Collected data entries
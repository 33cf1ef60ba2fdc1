//! Alerts for displaying error messages to users.
//!
//! Alerts are HTML fragments that HTMX swaps into the page's alert container.

use maud::{Markup, html};

use crate::html::ALERT_CONTAINER_ID;

/// An error message with a short summary and optional details.
#[derive(Debug, Clone, PartialEq)]
pub struct Alert {
    pub message: String,
    pub details: String,
}

impl Alert {
    /// Create a new error alert.
    pub fn error(message: &str, details: &str) -> Self {
        Self {
            message: message.to_owned(),
            details: details.to_owned(),
        }
    }

    pub fn into_html(self) -> Markup {
        // Template adapted from https://flowbite.com/docs/components/alerts/
        html! {
            div
                class="flex items-start p-4 mb-4 border rounded-lg text-red-800 \
                    border-red-300 bg-red-50 dark:bg-gray-800 dark:text-red-400 \
                    dark:border-red-800"
                role="alert"
            {
                div class="flex-1"
                {
                    p class="font-medium" { (self.message) }

                    @if !self.details.is_empty() {
                        p class="mt-1 text-sm" { (self.details) }
                    }
                }

                button
                    type="button"
                    class="ms-3 -mx-1.5 -my-1.5 rounded-lg p-1.5 inline-flex items-center justify-center h-8 w-8"
                    aria-label="Close"
                    onclick="this.parentElement.remove()"
                {
                    "×"
                }
            }
        }
    }
}

/// An out-of-band swap that empties the alert container.
///
/// Append it to a successful fragment response so alerts from an earlier
/// failed request do not linger.
pub fn clear_alerts() -> Markup {
    html! {
        div id=(ALERT_CONTAINER_ID) hx-swap-oob="innerHTML" {}
    }
}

→ Work instruction: What is needed is an exact copy of all the entries.

→ Task answer:
repository 33cf1ef60ba2fdc1
//! Alerts for displaying error messages to users.
//!
//! Alerts are HTML fragments that HTMX swaps into the page's alert container.

use maud::{Markup, html};

use crate::html::ALERT_CONTAINER_ID;

/// An error message with a short summary and optional details.
#[derive(Debug, Clone, PartialEq)]
pub struct Alert {
    pub message: String,
    pub details: String,
}

impl Alert {
    /// Create a new error alert.
    pub fn error(message: &str, details: &str) -> Self {
        Self {
            message: message.to_owned(),
            details: details.to_owned(),
        }
    }

    pub fn into_html(self) -> Markup {
        // Template adapted from https://flowbite.com/docs/components/alerts/
        html! {
            div
                class="flex items-start p-4 mb-4 border rounded-lg text-red-800 \
                    border-red-300 bg-red-50 dark:bg-gray-800 dark:text-red-400 \
                    dark:border-red-800"
                role="alert"
            {
                div class="flex-1"
                {
                    p class="font-medium" { (self.message) }

                    @if !self.details.is_empty() {
                        p class="mt-1 text-sm" { (self.details) }
                    }
                }

                button
                    type="button"
                    class="ms-3 -mx-1.5 -my-1.5 rounded-lg p-1.5 inline-flex items-center justify-center h-8 w-8"
                    aria-label="Close"
                    onclick="this.parentElement.remove()"
                {
                    "×"
                }
            }
        }
    }
}

/// An out-of-band swap that empties the alert container.
///
/// Append it to a successful fragment response so alerts from an earlier
/// failed request do not linger.
pub fn clear_alerts() -> Markup {
    html! {
        div id=(ALERT_CONTAINER_ID) hx-swap-oob="innerHTML" {}
    }
}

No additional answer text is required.